You're probably the first to run the operator under kind.

joshuacox commented 7 months ago

Hmmm, now I am going to have to give this another shot using another method, as I said I've tried k0s above and will give that a second try now that I have a working sanity check. I am familiar bootstraping a cluster using kubeadm and kubespray both, I even scripted it all out with another project kubash.

Are there any other setups that anyone has tried? What is 'supported'?

klueska commented 7 months ago

I've transferred this issue to the gpu-operator repo (since that's what the issue was really related to). I'll let the operator devs answer your last question.

elezar commented 7 months ago

@joshuacox just for reference. The compatibility with Debian that is an issue here is not that of the NVIDIA Container Toolkit (or even the device plugin), but that of the GPU Operator. For the official support matrix see: https://docs.nvidia.com/datacenter/cloud-native/gpu-operator/latest/platform-support.html#supported-operating-systems-and-kubernetes-platforms

Note that it is my understanding that this is largely due to the driver container, but there may be some subtle issues that arrise from not having qualified the stack on the target operating system.

For what it's worth, we are starting to look at using kind for basic internal tests, and as we address some rough edges for this these should make it into the released versions -- although the question of official platform support is not something that I can speak to at present.

joshuacox commented 7 months ago

@elezar and @klueska thank you guys for helping so much! And thanks for the transfer to this repo, this is probably where I should've submitted the issue in the first place.

@elezar how can I help in facilitating in building these internal tests? I am looking around this repo, I don't see a demo directory like we were dealing with above, is that the sort of thing we might want to build here? I'd certainly be interested in facilitating any of this process that I can.

elezar commented 7 months ago

@elezar how can I help in facilitating in building these internal tests? I am looking around this repo, I don't see a demo directory like we were dealing with above, is that the sort of thing we might want to build here? I'd certainly be interested in facilitating any of this process that I can.

Althought @shivamerla and @cdesiniotis should also chime in here, I think creating a PR adding a demo folder including a basic README.md that runs through getting the GPU Operator installed on kind -- mirroring what we have for the k8s-dra-driver and the k8s-device-plugin -- would be a good start.

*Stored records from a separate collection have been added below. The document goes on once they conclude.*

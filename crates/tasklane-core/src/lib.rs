//! # TaskLane Core
//!
//! Shared data model, collaborator traits, and configuration for the
//! TaskLane scheduler. The execution engine lives in `tasklane-queue`;
//! this crate holds everything both the engine and host applications
//! need to agree on:
//!
//! - `JobDescriptor` — persisted/transient job metadata
//! - `RetryDecision` — failure-to-decision mapping for re-attempts
//! - Collaborator traits: `JobHandler`, `JobFactory`, `Persister`,
//!   `RecordSerializer`, `JobListener`
//! - `TaskLaneError` / `Result` — the crate-wide error type
//! - `TaskLaneConfig` — serde-defaulted TOML configuration

pub mod config;
pub mod error;
pub mod retry;
pub mod traits;
pub mod types;

pub use config::{LaneConfig, TaskLaneConfig};
pub use error::{Result, TaskLaneError};
pub use retry::RetryDecision;
pub use traits::{JobFactory, JobHandler, JobListener, Persister, RecordSerializer};
pub use types::{IntervalPolicy, JobDescriptor, RunLimit, DEFAULT_LANE};
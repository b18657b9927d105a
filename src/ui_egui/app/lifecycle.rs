use std::time::Duration;

use anyhow::Result;

use super::confirm::{ConfirmAction, ConfirmDialogState, ConfirmResult};
use super::login::LoginFormState;
use super::policy_form::{self, FormAction, PolicyFormState};
use super::policy_table::{render_policy_table, TableAction};
use super::toast::ToastManager;
use super::DashboardApp;
use crate::models::settings::Settings;
use crate::services::api::HttpPolicyApi;
use crate::services::settings::SettingsService;
use crate::services::worker::{
    DashboardCommand, DashboardWorker, SessionState, WorkerConfig,
};

impl DashboardApp {
    pub fn new(
        cc: &eframe::CreationContext<'_>,
        settings: Settings,
        settings_service: SettingsService,
    ) -> Result<Self> {
        let api = HttpPolicyApi::new(&settings)?;
        log::info!("Using policy API at {}", api.base_url());

        let repaint_ctx = cc.egui_ctx.clone();
        let worker = DashboardWorker::spawn(
            WorkerConfig {
                refresh_interval: Duration::from_secs(settings.refresh_interval_secs),
                notifications_enabled: settings.notifications_enabled,
            },
            Box::new(api),
            Box::new(move || repaint_ctx.request_repaint()),
        )?;

        let is_dark = apply_system_theme(&cc.egui_ctx);
        let login = LoginFormState::new(settings.last_email.as_deref());

        Ok(Self {
            snapshot: worker.snapshot(),
            worker,
            settings,
            settings_service,
            login,
            form: None,
            opened_edit: 0,
            confirm_dialog: ConfirmDialogState::new(),
            toast_manager: ToastManager::new(),
            is_dark,
        })
    }

    pub(super) fn handle_update(&mut self, ctx: &egui::Context, _frame: &mut eframe::Frame) {
        self.snapshot = self.worker.snapshot();
        self.toast_manager.absorb(&self.snapshot.notices);
        self.sync_form_with_worker();

        self.render_status_bar(ctx);

        egui::CentralPanel::default().show(ctx, |ui| match self.snapshot.session.clone() {
            SessionState::SignedIn { .. } => self.render_dashboard(ui),
            SessionState::SigningIn => self.login.render_disabled(ui),
            SessionState::SignedOut => {
                self.form = None;
                if let Some(command) = self.login.render(ui, false) {
                    self.remember_email();
                    self.worker.send(command);
                }
            }
        });

        self.render_form(ctx);
        self.render_confirm_dialog(ctx);
        self.toast_manager.render(ctx, self.is_dark);

        // Countdown cells change every second without a worker publish
        if self.snapshot.is_signed_in() && !self.snapshot.rows.is_empty() {
            ctx.request_repaint_after(Duration::from_secs(1));
        }
    }

    pub(super) fn handle_exit(&mut self) {
        log::info!("Shutting down dashboard");
        self.worker.shutdown();
    }

    fn render_dashboard(&mut self, ui: &mut egui::Ui) {
        ui.horizontal(|ui| {
            ui.heading("Policies");
            ui.with_layout(egui::Layout::right_to_left(egui::Align::Center), |ui| {
                if ui.button("➕ Create Policy").clicked() && self.form.is_none() {
                    self.form = Some(PolicyFormState::create(policy_form::today()));
                }
                if ui.button("⟳ Refresh").clicked() {
                    self.worker.send(DashboardCommand::Refresh);
                }
                if self.snapshot.busy {
                    ui.spinner();
                }
            });
        });
        ui.separator();

        let actions = render_policy_table(ui, &self.snapshot.rows, self.is_dark);
        if self.confirm_dialog.is_open() {
            return;
        }
        for action in actions {
            match action {
                TableAction::Edit(id) => self.worker.send(DashboardCommand::OpenForEdit(id)),
                TableAction::Delete { id, subject } => self
                    .confirm_dialog
                    .request(ConfirmAction::DeletePolicy { id, subject }),
            }
        }
    }

    /// Opens fetched edit targets and closes the form once a save lands.
    fn sync_form_with_worker(&mut self) {
        if let Some(target) = &self.snapshot.editing {
            if target.serial > self.opened_edit {
                self.opened_edit = target.serial;
                self.form = Some(PolicyFormState::edit(&target.policy, policy_form::today()));
            }
        }

        let Some(form) = &mut self.form else {
            return;
        };
        match form.save_outcome(self.snapshot.last_save.as_ref()) {
            Some(Ok(())) => self.close_form(),
            Some(Err(error)) => form.submit_failed(error),
            None => {}
        }
    }

    fn render_form(&mut self, ctx: &egui::Context) {
        let Some(form) = &mut self.form else {
            return;
        };

        let seen_serial = self
            .snapshot
            .last_save
            .as_ref()
            .map_or(0, |report| report.serial);
        match form.render(ctx, seen_serial) {
            FormAction::None => {}
            FormAction::Submit(command) => self.worker.send(command),
            FormAction::ConfirmDiscard => self.confirm_dialog.request(ConfirmAction::DiscardChanges),
            FormAction::Close => self.close_form(),
        }
    }

    fn close_form(&mut self) {
        self.form = None;
        self.worker.send(DashboardCommand::CloseEditor);
    }

    fn render_confirm_dialog(&mut self, ctx: &egui::Context) {
        let (result, action) = self.confirm_dialog.render(ctx);
        if result != ConfirmResult::Confirmed {
            return;
        }
        match action {
            Some(ConfirmAction::DeletePolicy { id, .. }) => {
                self.worker.send(DashboardCommand::Delete(id));
            }
            Some(ConfirmAction::DiscardChanges) => self.close_form(),
            None => {}
        }
    }

    fn remember_email(&mut self) {
        let email = self.login.email.trim().to_string();
        if self.settings.last_email.as_deref() == Some(email.as_str()) {
            return;
        }
        if let Err(err) = self.settings_service.remember_last_email(&email) {
            log::warn!("Failed to save settings: {:#}", err);
            self.toast_manager.error("Could not save settings");
        }
        self.settings.last_email = Some(email);
    }
}

/// Follows the OS light/dark preference. Returns true for dark.
fn apply_system_theme(ctx: &egui::Context) -> bool {
    let is_dark = match dark_light::detect() {
        dark_light::Mode::Dark => true,
        dark_light::Mode::Light => false,
        dark_light::Mode::Default => ctx.style().visuals.dark_mode,
    };
    ctx.set_visuals(if is_dark {
        egui::Visuals::dark()
    } else {
        egui::Visuals::light()
    });
    is_dark
}
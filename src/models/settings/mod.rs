// Settings module
// Persisted client configuration for the dashboard

use serde::{Deserialize, Serialize};

pub const DEFAULT_API_URL: &str = "http://localhost:3000/api";

#[derive(Debug, Clone, PartialEq, Eq, Serialize, Deserialize)]
#[serde(default)]
pub struct Settings {
    /// Base URL of the policy API, including the `/api` prefix
    pub api_url: String,
    pub request_timeout_secs: u64,
    /// Background re-fetch cadence for the policy list; 0 disables it
    pub refresh_interval_secs: u64,
    pub notifications_enabled: bool,
    pub last_email: Option<String>,
}

impl Default for Settings {
    fn default() -> Self {
        Self {
            api_url: DEFAULT_API_URL.to_string(),
            request_timeout_secs: 20,
            refresh_interval_secs: 60,
            notifications_enabled: true,
            last_email: None,
        }
    }
}

impl Settings {
    pub fn validate(&self) -> Result<(), String> {
        let url = self.api_url.trim();
        if !(url.starts_with("http://") || url.starts_with("https://")) {
            return Err(format!("API URL '{}' must start with http:// or https://", url));
        }

        if self.request_timeout_secs == 0 {
            return Err("Request timeout must be greater than 0 seconds".to_string());
        }

        Ok(())
    }

    /// Applies the `DMS_API_URL` override. A bare host becomes `https://{host}/api`.
    pub fn apply_api_url_override(&mut self, value: &str) {
        let value = value.trim();
        if value.is_empty() {
            return;
        }

        self.api_url = if value.starts_with("http://") || value.starts_with("https://") {
            value.to_string()
        } else {
            format!("https://{}/api", value.trim_end_matches('/'))
        };
    }
}

#[cfg(test)]
mod tests {
    use super::*;

    #[test]
    fn test_defaults_are_valid() {
        let settings = Settings::default();
        assert!(settings.validate().is_ok());
        assert_eq!(settings.api_url, DEFAULT_API_URL);
    }

    #[test]
    fn test_validate_rejects_schemeless_url() {
        let settings = Settings {
            api_url: "localhost:3000/api".to_string(),
            ..Settings::default()
        };
        assert!(settings.validate().is_err());
    }

    #[test]
    fn test_validate_rejects_zero_timeout() {
        let settings = Settings {
            request_timeout_secs: 0,
            ..Settings::default()
        };
        assert!(settings.validate().is_err());
    }

    #[test]
    fn test_override_with_bare_host() {
        let mut settings = Settings::default();
        settings.apply_api_url_override("dms.example.com/");
        assert_eq!(settings.api_url, "https://dms.example.com/api");
    }

    #[test]
    fn test_override_with_full_url() {
        let mut settings = Settings::default();
        settings.apply_api_url_override("http://127.0.0.1:8000/api");
        assert_eq!(settings.api_url, "http://127.0.0.1:8000/api");
    }

    #[test]
    fn test_partial_toml_fills_defaults() {
        let settings: Settings = toml::from_str("refresh_interval_secs = 5").unwrap();
        assert_eq!(settings.refresh_interval_secs, 5);
        assert_eq!(settings.request_timeout_secs, 20);
        assert!(settings.notifications_enabled);
    }
}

cdesiniotis commented 7 months ago

I think creating a PR adding a demo folder including a basic README.md that runs through getting the GPU Operator installed on kind

This is fine by me. @joshuacox contributions are welcome!

@joshuacox there is one minor detail I would like to point out. In your helm install command, you explicitly set driver.enabled=true which is actually not necessary in this case. The kind node already has access to the driver installation from the host, so the GPU Operator does not need to install the driver. In fact, you won't see a pod named nvidia-driver in your pod list because the operator detected that the NVIDIA driver was already installed and disabled the containerized driver deployment for you.

elezar commented 7 months ago

@joshuacox there is one minor detail I would like to point out. In your helm install command, you explicitly set driver.enabled=true which is actually not necessary in this case. The kind node already has access to the driver installation from the host, so the GPU Operator does not need to install the driver. In fact, you won't see a pod named nvidia-driver in your pod list because the operator detected that the NVIDIA driver was already installed and disabled the containerized driver deployment for you.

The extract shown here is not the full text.